**WORK REQUIRED**
Whenever the word "close" appears in a line of the data below, copy that line.
GIVEN RECORDS below:
//! # Printer - Serializing an AST Back to Wikitext
//!
//! Nodes carrying round-trip data print their glue interleaved with their
//! children, which reproduces the parsed input byte for byte. Nodes without
//! round-trip data were synthesized by an edit and print in a canonical form:
//!
//! | Node | Synthesized form |
//! |------|------------------|
//! | bold | `'''content'''` |
//! | italics | `''content''` |
//! | horizontal rule | `----` |
//! | internal link | `[[target]]` / `[[target\|title]]` |
//! | XML element | `<name attrs>body</name>` / `<name attrs />` |
//! | XML attribute | ` name="value"` / ` name` |
//! | comment | `<!--text-->` |
//! | char / entity ref | `&#65;` / `&amp;` |

use crate::ast::{Ast, NodeId, NodeKind};
use crate::error::AstError;

/// Serialize the subtree rooted at `id`.
pub fn print(ast: &Ast, id: NodeId) -> Result<String, AstError> {
    let mut printer = Printer {
        ast,
        out: String::new(),
    };
    printer.node(id)?;
    Ok(printer.out)
}

/// Serialize the whole page.
pub fn print_document(ast: &Ast) -> Result<String, AstError> {
    print(ast, ast.root())
}

struct Printer<'a> {
    ast: &'a Ast,
    out: String,
}

impl Printer<'_> {
    fn node(&mut self, id: NodeId) -> Result<(), AstError> {
        let ast = self.ast;
        let kind = ast.kind(id)?;
        if let Some(rtd) = ast.rtd(id)? {
            for (i, child) in kind.children().into_iter().enumerate() {
                self.out.push_str(rtd.slot(i).unwrap_or_default());
                self.node(child)?;
            }
            self.out
                .push_str(rtd.slot(kind.child_count()).unwrap_or_default());
            return Ok(());
        }

        match kind {
            NodeKind::Page { content } | NodeKind::Paragraph { content } => self.node(*content)?,
            NodeKind::List(items) => {
                for item in items {
                    self.node(*item)?;
                }
            }
            NodeKind::Text(text) | NodeKind::Newline(text) => self.out.push_str(text),
            NodeKind::Bold { content } => self.wrap("'''", *content, "'''")?,
            NodeKind::Italics { content } => self.wrap("''", *content, "''")?,
            NodeKind::HorizontalRule => self.out.push_str("----"),
            NodeKind::InternalLink { target, title } => {
                self.out.push_str("[[");
                self.out.push_str(target);
                if !ast.list(*title)?.is_empty() {
                    self.out.push('|');
                    self.node(*title)?;
                }
                self.out.push_str("]]");
            }
            NodeKind::XmlElement {
                name,
                empty,
                attributes,
                body,
            } => {
                self.out.push('<');
                self.out.push_str(name);
                self.node(*attributes)?;
                if *empty {
                    self.out.push_str(" />");
                } else {
                    self.out.push('>');
                    self.node(*body)?;
                    self.out.push_str("</");
                    self.out.push_str(name);
                    self.out.push('>');
                }
            }
            NodeKind::XmlAttribute {
                name,
                has_value,
                value,
            } => {
                self.out.push(' ');
                self.out.push_str(name);
                if *has_value {
                    self.wrap("=\"", *value, "\"")?;
                }
            }
            NodeKind::XmlComment(text) => {
                self.out.push_str("<!--");
                self.out.push_str(text);
                self.out.push_str("-->");
            }
            NodeKind::XmlCharRef(code) => {
                self.out.push_str(&format!("&#{code};"));
            }
            NodeKind::XmlEntityRef { name, .. } => {
                self.out.push('&');
                self.out.push_str(name);
                self.out.push(';');
            }
        }
        Ok(())
    }

    fn wrap(&mut self, open: &str, content: NodeId, close: &str) -> Result<(), AstError> {
        self.out.push_str(open);
        self.node(content)?;
        self.out.push_str(close);
        Ok(())
    }
}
End of GIVEN RECORDS.
**WRITTEN RESPONSE**
    fn wrap(&mut self, open: &str, content: NodeId, close: &str) -> Result<(), AstError> {
        self.out.push_str(close);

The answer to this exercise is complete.